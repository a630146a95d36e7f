//! Deterministic `name -> BitVector` stamping.
//!
//! A stamp is the one source of randomness in the whole engine, and it
//! isn't random at all: the same name, at the same dimensionality, always
//! produces the same vector, in any process, on any machine. That's what
//! lets two independent sessions agree on what `"Dog"` means without ever
//! talking to each other.
//!
//! # Algorithm
//!
//! 1. Hash the name's UTF-8 bytes with DJB2 to get a 32-bit seed.
//! 2. Seed an xorshift32 generator with it (mixed once so an all-zero
//!    DJB2 output, which xorshift cannot recover from, never reaches it).
//! 3. Draw one `u32` per word of the vector.
//!
//! Deliberately not built on the `rand` crate: `rand`'s generators are not
//! guaranteed to produce the same stream across crate versions, and a
//! stamp that drifts between builds would silently desynchronize two
//! sessions. A from-scratch xorshift32 is ~10 lines and never changes.

use holobind_geometry::{BitVector, GeometryResult};

/// Computes the DJB2 hash of `name`'s UTF-8 bytes.
fn djb2(name: &str) -> u32 {
    let mut hash: u32 = 5381;
    for byte in name.as_bytes() {
        hash = hash.wrapping_mul(33).wrapping_add(*byte as u32);
    }
    hash
}

/// A tiny xorshift32 generator, seeded once and advanced per word.
struct Xorshift32 {
    state: u32,
}

impl Xorshift32 {
    fn new(seed: u32) -> Self {
        // xorshift32 is undefined at state == 0; DJB2("") and a handful of
        // other short names hash to 0, so nudge away from it.
        Self {
            state: if seed == 0 { 0x9e3779b9 } else { seed },
        }
    }

    fn next(&mut self) -> u32 {
        let mut x = self.state;
        x ^= x << 13;
        x ^= x >> 17;
        x ^= x << 5;
        self.state = x;
        x
    }
}

/// Computes the deterministic stamp of `name` at dimensionality `dimensions`.
///
/// Pure and side-effect free: calling this twice with the same arguments,
/// in the same process or a different one, yields bit-identical vectors.
///
/// # Errors
///
/// Propagates [`holobind_geometry::GeometryError::InvalidGeometry`] when
/// `dimensions` is not a positive multiple of 32.
pub fn stamp(name: &str, dimensions: usize) -> GeometryResult<BitVector> {
    let seed = djb2(name);
    let mut rng = Xorshift32::new(seed);
    BitVector::from_words(dimensions, || rng.next())
}

#[cfg(test)]
mod tests {
    use super::*;

    #[test]
    fn same_name_same_dimensions_is_deterministic() {
        let a = stamp("Dog", 2048).unwrap();
        let b = stamp("Dog", 2048).unwrap();
        assert_eq!(a, b);
    }

    #[test]
    fn different_names_usually_differ() {
        let a = stamp("Dog", 2048).unwrap();
        let b = stamp("Cat", 2048).unwrap();
        assert_ne!(a, b);
    }

    #[test]
    fn same_name_different_dimensions_differ_in_length() {
        let a = stamp("Dog", 64).unwrap();
        let b = stamp("Dog", 2048).unwrap();
        assert_eq!(a.dimensions(), 64);
        assert_eq!(b.dimensions(), 2048);
    }

    #[test]
    fn empty_name_does_not_panic() {
        let v = stamp("", 64);
        assert!(v.is_ok());
    }

    #[test]
    fn density_is_roughly_half() {
        let v = stamp("SomeReasonablyLongAtomName", 4096).unwrap();
        let density = v.popcount() as f64 / v.dimensions() as f64;
        assert!((density - 0.5).abs() < 0.05, "density was {}", density);
    }

    #[test]
    fn invalid_geometry_propagates() {
        assert!(stamp("Dog", 33).is_err());
    }
}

### INSTRUCTIONS FOR THE TASK
Lines of the material that contain the word "unwrap" are to be gathered.

### TASK ANSWER
        let a = stamp("Dog", 2048).unwrap();
        let b = stamp("Dog", 2048).unwrap();
        let a = stamp("Dog", 2048).unwrap();
        let b = stamp("Cat", 2048).unwrap();
        let a = stamp("Dog", 64).unwrap();
        let b = stamp("Dog", 2048).unwrap();
        let v = stamp("SomeReasonablyLongAtomName", 4096).unwrap();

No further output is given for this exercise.